Dataset entries:

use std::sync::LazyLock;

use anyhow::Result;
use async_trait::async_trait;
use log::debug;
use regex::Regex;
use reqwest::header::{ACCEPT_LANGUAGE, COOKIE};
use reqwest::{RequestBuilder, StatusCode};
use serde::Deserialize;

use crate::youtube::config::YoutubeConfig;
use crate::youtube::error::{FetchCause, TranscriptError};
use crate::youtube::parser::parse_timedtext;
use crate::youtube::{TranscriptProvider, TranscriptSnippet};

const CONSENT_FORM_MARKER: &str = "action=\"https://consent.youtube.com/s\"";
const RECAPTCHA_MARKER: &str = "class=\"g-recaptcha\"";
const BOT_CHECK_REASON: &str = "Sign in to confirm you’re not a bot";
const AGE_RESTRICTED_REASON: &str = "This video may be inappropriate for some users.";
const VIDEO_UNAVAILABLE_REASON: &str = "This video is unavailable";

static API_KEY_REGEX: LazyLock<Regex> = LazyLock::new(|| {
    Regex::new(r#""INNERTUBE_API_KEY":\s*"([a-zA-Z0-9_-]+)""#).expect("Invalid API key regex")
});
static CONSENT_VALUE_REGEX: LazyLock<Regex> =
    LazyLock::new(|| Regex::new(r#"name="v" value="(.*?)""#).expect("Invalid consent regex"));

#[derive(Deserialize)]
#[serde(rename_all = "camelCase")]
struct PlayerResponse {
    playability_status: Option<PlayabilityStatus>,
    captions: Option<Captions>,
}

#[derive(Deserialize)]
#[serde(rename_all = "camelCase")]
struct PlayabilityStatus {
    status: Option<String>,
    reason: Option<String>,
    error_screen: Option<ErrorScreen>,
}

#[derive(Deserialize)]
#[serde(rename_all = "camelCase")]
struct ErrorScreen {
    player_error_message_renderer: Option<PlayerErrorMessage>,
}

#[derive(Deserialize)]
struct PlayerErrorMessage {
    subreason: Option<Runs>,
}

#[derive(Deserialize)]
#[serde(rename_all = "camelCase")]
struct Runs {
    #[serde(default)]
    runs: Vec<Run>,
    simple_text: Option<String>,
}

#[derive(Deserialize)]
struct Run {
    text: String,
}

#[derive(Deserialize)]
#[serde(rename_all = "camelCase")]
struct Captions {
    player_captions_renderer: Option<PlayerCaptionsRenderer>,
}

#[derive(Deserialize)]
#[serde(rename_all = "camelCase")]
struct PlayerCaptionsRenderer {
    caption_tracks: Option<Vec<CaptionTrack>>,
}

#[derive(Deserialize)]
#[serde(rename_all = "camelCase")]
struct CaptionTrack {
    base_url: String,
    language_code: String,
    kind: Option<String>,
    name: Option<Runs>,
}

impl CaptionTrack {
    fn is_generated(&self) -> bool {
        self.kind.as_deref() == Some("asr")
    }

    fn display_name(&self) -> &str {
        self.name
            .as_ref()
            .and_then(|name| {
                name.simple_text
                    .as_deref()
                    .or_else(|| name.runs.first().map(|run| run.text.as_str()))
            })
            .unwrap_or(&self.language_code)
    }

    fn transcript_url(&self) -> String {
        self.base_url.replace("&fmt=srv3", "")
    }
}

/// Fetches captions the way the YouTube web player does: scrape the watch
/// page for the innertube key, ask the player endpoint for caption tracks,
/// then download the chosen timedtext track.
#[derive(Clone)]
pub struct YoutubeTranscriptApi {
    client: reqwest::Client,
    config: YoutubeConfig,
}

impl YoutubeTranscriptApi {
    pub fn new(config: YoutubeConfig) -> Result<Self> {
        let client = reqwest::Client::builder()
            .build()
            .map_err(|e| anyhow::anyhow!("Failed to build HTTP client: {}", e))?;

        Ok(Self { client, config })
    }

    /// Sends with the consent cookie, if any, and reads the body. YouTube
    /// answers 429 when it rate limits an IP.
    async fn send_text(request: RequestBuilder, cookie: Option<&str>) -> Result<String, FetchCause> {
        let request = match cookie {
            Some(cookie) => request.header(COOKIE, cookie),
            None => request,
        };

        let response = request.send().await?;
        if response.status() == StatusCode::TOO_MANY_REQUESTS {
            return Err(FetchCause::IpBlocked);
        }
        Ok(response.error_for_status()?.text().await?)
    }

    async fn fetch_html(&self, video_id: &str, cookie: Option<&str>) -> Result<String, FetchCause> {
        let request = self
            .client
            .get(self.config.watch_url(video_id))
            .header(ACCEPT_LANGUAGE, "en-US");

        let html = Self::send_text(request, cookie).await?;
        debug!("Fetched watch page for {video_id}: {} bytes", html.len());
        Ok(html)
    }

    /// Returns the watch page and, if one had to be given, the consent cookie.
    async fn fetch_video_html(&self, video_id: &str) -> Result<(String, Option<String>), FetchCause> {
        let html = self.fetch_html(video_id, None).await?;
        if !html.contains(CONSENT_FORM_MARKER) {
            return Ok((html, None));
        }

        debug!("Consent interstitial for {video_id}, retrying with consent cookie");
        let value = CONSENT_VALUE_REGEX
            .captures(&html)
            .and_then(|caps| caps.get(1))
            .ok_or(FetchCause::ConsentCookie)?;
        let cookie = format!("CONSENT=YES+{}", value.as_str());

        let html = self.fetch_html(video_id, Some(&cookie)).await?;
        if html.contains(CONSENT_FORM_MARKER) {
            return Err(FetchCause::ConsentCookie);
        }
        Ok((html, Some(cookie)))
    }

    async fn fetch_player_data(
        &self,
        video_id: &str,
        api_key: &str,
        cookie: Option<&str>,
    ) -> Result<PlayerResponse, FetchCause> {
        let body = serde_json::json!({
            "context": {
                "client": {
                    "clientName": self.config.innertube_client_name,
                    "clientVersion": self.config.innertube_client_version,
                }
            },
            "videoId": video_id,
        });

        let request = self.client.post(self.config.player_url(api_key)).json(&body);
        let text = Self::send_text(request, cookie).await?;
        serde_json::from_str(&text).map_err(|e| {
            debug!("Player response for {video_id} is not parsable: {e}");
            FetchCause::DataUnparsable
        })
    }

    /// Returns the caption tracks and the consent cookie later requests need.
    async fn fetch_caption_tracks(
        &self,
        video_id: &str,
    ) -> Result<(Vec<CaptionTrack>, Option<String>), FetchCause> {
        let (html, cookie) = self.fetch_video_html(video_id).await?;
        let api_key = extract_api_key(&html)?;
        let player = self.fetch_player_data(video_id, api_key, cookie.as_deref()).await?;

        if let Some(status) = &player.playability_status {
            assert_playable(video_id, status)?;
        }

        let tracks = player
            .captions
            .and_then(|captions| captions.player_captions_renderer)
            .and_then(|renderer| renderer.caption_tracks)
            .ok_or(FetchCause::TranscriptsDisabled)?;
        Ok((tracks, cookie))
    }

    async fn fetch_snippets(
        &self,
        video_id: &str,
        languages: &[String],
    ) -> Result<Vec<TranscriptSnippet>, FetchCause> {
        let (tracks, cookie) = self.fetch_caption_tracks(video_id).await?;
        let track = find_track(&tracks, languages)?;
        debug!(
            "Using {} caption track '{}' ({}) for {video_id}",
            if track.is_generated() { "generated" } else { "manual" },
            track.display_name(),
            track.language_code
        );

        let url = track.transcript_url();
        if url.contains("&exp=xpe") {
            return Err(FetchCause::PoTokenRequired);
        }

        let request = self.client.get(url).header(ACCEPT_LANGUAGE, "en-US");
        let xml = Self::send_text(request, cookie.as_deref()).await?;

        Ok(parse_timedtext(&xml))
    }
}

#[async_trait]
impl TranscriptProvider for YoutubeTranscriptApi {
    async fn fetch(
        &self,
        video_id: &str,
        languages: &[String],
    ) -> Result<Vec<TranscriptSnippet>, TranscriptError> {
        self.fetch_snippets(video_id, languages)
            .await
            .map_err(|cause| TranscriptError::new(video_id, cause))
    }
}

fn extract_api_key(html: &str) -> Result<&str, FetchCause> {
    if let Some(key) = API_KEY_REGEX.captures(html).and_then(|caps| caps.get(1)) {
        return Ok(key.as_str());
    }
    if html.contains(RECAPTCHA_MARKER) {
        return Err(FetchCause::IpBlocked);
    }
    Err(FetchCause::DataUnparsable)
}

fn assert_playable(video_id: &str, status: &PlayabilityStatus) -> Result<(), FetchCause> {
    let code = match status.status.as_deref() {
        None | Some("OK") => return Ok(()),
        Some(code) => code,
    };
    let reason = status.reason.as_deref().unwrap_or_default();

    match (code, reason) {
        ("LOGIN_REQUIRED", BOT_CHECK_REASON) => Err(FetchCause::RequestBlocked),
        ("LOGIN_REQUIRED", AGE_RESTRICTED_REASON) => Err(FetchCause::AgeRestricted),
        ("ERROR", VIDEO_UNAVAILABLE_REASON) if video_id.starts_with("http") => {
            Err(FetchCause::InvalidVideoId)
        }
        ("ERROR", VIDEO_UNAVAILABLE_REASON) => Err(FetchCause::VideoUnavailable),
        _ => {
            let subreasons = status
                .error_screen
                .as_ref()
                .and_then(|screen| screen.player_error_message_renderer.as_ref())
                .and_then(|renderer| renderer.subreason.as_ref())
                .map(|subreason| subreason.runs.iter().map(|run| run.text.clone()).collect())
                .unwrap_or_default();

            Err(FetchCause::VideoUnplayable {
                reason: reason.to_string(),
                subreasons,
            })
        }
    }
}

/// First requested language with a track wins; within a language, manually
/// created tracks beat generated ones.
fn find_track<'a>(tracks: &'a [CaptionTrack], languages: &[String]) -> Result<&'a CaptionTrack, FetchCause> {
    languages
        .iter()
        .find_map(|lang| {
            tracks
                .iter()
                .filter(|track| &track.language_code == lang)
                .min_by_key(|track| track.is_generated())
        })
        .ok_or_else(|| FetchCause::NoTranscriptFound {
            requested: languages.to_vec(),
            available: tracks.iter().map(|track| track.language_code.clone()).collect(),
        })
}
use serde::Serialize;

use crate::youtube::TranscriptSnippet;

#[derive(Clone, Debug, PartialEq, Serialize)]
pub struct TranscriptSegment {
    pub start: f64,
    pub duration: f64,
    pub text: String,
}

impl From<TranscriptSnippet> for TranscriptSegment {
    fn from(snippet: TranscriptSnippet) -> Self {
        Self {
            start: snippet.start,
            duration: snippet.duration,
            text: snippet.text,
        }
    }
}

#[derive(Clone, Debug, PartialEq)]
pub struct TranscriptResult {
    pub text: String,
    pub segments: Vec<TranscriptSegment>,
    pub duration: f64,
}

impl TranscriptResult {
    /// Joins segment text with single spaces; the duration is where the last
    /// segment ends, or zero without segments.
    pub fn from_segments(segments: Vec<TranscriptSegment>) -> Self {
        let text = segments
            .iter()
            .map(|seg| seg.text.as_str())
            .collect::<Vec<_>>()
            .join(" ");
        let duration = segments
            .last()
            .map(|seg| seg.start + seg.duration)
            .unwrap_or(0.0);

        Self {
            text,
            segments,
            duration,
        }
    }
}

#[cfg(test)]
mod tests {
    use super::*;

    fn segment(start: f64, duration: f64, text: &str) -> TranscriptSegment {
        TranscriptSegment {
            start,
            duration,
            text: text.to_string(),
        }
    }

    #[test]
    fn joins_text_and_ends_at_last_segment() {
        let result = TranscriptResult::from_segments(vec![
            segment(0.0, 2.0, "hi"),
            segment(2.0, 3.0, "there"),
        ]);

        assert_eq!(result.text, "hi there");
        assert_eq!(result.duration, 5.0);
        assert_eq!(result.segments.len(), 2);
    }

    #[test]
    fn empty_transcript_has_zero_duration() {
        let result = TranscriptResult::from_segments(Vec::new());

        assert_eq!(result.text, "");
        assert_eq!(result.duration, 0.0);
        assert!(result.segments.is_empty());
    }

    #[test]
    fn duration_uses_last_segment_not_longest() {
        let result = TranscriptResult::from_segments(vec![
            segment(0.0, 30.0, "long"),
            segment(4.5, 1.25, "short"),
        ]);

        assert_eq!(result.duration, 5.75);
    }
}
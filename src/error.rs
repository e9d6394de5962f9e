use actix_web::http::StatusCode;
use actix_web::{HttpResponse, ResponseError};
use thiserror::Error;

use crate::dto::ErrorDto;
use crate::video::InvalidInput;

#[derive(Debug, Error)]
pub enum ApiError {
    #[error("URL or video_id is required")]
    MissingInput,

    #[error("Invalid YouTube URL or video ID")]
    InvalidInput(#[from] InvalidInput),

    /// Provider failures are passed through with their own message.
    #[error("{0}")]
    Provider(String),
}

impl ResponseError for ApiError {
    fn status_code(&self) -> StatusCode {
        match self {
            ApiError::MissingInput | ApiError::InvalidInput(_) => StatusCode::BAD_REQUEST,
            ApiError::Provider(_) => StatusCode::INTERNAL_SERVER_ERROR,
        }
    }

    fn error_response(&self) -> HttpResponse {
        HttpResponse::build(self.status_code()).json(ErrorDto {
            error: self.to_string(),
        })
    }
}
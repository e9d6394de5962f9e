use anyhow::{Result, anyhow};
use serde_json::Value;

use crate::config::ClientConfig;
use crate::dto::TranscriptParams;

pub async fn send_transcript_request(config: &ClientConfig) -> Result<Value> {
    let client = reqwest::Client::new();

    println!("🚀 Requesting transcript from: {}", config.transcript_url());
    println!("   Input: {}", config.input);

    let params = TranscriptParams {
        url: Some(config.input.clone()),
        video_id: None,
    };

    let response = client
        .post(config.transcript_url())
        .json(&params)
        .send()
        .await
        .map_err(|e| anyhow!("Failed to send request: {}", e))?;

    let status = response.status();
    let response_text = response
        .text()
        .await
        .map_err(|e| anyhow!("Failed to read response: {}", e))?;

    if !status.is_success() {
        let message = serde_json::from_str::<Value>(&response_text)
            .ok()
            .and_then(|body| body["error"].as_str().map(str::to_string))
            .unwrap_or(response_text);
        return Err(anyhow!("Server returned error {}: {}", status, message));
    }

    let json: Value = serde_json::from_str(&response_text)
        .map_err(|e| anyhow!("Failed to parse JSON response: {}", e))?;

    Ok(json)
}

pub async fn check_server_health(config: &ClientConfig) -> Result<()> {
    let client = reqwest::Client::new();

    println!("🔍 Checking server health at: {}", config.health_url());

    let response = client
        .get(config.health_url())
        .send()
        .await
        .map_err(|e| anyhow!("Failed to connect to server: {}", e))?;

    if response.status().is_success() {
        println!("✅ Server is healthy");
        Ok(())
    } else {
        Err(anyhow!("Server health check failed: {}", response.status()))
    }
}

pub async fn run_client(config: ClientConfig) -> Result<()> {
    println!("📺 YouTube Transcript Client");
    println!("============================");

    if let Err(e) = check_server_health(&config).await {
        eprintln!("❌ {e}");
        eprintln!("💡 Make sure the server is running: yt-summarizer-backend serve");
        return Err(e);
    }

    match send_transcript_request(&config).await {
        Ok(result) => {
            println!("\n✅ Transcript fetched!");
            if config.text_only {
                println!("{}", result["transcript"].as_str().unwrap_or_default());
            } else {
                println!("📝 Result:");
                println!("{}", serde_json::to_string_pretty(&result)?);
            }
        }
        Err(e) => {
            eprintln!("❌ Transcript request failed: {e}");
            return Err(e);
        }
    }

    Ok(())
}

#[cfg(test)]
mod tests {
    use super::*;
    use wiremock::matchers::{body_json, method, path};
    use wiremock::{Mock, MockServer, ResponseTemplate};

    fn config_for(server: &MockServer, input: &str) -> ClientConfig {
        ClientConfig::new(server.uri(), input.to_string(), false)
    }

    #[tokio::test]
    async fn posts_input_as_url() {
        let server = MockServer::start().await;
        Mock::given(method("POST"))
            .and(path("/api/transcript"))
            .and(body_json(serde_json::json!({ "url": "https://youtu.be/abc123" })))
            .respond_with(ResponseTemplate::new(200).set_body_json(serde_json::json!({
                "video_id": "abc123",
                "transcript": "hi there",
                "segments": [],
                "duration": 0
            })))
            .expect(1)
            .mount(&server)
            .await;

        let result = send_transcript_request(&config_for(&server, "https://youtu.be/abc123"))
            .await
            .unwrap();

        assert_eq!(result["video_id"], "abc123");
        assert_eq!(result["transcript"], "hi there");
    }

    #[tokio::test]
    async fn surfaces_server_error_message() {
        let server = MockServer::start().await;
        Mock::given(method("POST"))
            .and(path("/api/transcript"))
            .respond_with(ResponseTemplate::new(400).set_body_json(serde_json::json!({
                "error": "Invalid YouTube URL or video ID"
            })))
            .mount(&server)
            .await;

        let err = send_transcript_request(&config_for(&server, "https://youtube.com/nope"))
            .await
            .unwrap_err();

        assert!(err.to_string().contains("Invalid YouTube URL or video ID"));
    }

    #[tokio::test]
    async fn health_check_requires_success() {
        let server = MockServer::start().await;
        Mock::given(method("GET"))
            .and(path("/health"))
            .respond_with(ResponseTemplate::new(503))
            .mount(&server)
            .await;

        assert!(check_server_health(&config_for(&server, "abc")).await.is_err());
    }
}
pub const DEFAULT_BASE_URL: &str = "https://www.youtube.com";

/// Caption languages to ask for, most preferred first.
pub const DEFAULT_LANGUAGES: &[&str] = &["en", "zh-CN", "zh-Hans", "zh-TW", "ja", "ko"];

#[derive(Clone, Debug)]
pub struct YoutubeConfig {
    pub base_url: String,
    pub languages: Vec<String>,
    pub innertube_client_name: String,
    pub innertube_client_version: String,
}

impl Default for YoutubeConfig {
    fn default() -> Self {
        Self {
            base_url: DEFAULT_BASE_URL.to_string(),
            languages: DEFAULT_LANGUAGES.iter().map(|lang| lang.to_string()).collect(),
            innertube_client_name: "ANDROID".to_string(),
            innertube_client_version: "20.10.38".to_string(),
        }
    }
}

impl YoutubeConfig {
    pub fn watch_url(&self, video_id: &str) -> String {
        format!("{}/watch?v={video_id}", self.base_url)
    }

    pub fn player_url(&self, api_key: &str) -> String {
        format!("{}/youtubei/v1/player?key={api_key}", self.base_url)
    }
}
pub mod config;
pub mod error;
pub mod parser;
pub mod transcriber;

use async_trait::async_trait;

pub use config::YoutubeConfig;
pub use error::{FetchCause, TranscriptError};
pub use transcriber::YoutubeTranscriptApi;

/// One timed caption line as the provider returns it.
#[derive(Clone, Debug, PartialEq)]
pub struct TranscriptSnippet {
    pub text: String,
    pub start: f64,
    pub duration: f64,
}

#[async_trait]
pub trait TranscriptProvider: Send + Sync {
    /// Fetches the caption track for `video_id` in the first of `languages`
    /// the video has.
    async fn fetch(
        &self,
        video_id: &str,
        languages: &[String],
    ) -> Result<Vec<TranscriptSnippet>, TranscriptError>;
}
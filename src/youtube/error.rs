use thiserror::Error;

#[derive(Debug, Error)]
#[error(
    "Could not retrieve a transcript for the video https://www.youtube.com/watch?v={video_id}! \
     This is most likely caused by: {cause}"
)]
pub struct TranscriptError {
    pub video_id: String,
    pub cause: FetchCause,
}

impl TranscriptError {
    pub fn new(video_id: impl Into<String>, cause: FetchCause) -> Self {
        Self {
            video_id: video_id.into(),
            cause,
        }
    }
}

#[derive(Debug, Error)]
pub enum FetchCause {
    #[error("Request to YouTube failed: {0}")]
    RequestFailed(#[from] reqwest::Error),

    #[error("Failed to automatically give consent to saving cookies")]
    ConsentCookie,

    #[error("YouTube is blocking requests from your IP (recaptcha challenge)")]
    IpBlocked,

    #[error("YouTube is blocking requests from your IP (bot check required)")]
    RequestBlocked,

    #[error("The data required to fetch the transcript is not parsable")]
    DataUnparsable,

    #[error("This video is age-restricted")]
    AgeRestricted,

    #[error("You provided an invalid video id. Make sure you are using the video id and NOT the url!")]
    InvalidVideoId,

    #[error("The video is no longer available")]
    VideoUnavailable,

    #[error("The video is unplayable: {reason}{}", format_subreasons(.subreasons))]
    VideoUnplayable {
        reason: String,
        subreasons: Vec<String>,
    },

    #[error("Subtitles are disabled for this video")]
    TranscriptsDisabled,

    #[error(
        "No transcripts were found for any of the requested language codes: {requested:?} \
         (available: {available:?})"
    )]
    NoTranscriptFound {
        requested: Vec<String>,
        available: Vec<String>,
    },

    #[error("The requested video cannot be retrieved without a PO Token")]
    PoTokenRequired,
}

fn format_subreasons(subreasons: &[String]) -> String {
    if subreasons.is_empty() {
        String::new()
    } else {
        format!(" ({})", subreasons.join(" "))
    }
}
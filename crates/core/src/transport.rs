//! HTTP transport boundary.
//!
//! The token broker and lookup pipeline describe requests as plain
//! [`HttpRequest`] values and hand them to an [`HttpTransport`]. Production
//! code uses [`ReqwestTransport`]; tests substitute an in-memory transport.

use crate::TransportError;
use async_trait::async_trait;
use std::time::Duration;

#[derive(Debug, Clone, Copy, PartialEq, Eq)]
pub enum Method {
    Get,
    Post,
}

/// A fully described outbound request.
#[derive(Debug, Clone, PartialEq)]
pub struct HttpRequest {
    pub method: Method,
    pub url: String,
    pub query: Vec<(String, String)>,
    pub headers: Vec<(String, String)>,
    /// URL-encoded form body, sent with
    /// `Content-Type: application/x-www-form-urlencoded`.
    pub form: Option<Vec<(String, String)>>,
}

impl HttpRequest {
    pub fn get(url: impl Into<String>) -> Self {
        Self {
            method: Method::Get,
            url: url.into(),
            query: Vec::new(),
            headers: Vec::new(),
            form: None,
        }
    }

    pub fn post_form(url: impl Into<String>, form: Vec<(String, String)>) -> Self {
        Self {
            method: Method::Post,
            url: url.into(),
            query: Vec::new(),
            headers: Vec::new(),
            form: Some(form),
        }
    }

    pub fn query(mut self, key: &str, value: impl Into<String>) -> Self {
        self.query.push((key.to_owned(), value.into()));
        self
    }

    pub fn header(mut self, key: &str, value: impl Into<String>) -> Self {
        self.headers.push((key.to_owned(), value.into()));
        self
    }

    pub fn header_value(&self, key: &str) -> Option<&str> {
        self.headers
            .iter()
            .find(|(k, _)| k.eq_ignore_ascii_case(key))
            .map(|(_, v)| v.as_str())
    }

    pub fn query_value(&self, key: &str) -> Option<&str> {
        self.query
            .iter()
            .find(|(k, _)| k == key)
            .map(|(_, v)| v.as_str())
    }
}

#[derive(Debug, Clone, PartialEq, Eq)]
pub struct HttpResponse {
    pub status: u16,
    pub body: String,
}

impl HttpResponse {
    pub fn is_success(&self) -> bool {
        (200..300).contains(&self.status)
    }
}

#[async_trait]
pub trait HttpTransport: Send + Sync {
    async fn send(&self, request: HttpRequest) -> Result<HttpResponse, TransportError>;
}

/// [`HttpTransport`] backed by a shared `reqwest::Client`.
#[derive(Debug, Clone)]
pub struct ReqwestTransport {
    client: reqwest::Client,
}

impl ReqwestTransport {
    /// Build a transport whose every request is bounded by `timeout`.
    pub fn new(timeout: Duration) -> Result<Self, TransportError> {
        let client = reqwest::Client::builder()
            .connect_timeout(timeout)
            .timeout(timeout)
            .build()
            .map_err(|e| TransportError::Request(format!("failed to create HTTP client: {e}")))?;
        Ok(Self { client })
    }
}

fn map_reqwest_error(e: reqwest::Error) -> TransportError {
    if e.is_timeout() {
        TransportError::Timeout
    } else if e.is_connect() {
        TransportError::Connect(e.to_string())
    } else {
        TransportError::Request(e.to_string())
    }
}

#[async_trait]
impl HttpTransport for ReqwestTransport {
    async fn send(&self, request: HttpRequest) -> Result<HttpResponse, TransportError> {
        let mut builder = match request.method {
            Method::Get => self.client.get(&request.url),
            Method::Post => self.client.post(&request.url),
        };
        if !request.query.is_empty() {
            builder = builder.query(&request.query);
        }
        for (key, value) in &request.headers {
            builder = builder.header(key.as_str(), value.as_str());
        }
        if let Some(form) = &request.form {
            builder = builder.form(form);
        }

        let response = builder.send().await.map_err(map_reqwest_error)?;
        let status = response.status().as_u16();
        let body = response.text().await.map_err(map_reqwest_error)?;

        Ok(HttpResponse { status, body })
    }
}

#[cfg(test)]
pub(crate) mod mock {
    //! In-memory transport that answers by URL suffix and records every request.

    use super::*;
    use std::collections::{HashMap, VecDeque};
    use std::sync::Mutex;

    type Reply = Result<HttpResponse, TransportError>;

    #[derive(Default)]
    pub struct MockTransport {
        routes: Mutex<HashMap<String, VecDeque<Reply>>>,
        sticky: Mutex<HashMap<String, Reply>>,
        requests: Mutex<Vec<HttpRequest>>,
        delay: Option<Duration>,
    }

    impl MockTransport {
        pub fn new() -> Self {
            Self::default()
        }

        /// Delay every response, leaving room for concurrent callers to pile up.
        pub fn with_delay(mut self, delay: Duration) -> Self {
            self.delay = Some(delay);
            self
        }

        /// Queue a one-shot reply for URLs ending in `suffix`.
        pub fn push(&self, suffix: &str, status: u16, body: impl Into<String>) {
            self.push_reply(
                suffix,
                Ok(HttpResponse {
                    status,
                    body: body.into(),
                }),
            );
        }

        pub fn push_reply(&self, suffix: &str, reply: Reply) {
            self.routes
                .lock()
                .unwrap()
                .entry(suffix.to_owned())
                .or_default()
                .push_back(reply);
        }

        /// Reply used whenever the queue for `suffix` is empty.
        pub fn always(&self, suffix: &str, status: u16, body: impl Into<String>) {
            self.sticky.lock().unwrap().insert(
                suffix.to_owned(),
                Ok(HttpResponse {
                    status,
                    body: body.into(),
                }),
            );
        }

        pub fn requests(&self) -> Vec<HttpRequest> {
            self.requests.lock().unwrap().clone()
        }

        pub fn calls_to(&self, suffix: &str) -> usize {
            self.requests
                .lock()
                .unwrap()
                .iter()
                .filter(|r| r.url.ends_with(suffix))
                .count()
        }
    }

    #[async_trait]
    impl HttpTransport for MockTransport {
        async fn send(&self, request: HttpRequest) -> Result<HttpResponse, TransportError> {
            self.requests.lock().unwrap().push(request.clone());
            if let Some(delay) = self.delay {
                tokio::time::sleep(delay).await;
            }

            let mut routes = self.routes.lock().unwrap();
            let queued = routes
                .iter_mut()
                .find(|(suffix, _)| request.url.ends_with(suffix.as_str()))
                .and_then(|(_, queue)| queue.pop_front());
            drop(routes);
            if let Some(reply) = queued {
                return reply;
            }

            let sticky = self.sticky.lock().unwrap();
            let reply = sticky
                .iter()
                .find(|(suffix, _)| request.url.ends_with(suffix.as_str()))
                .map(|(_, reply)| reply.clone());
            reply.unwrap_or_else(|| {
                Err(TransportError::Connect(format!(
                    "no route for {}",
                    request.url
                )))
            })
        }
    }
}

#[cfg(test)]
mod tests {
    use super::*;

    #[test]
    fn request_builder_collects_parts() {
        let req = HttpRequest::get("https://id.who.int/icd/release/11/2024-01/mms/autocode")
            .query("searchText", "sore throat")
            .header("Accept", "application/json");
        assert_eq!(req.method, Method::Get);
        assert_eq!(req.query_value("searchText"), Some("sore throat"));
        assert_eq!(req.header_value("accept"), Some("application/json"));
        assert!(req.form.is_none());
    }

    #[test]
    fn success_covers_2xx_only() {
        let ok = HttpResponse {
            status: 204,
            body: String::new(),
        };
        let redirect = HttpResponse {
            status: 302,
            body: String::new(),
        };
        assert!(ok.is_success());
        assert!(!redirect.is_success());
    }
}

[What you need to do]
Return each line in the records that holds the string "headers".

[Answer to this exercise]
    pub headers: Vec<(String, String)>,
            headers: Vec::new(),
            headers: Vec::new(),
        self.headers.push((key.to_owned(), value.into()));
        self.headers
        for (key, value) in &request.headers {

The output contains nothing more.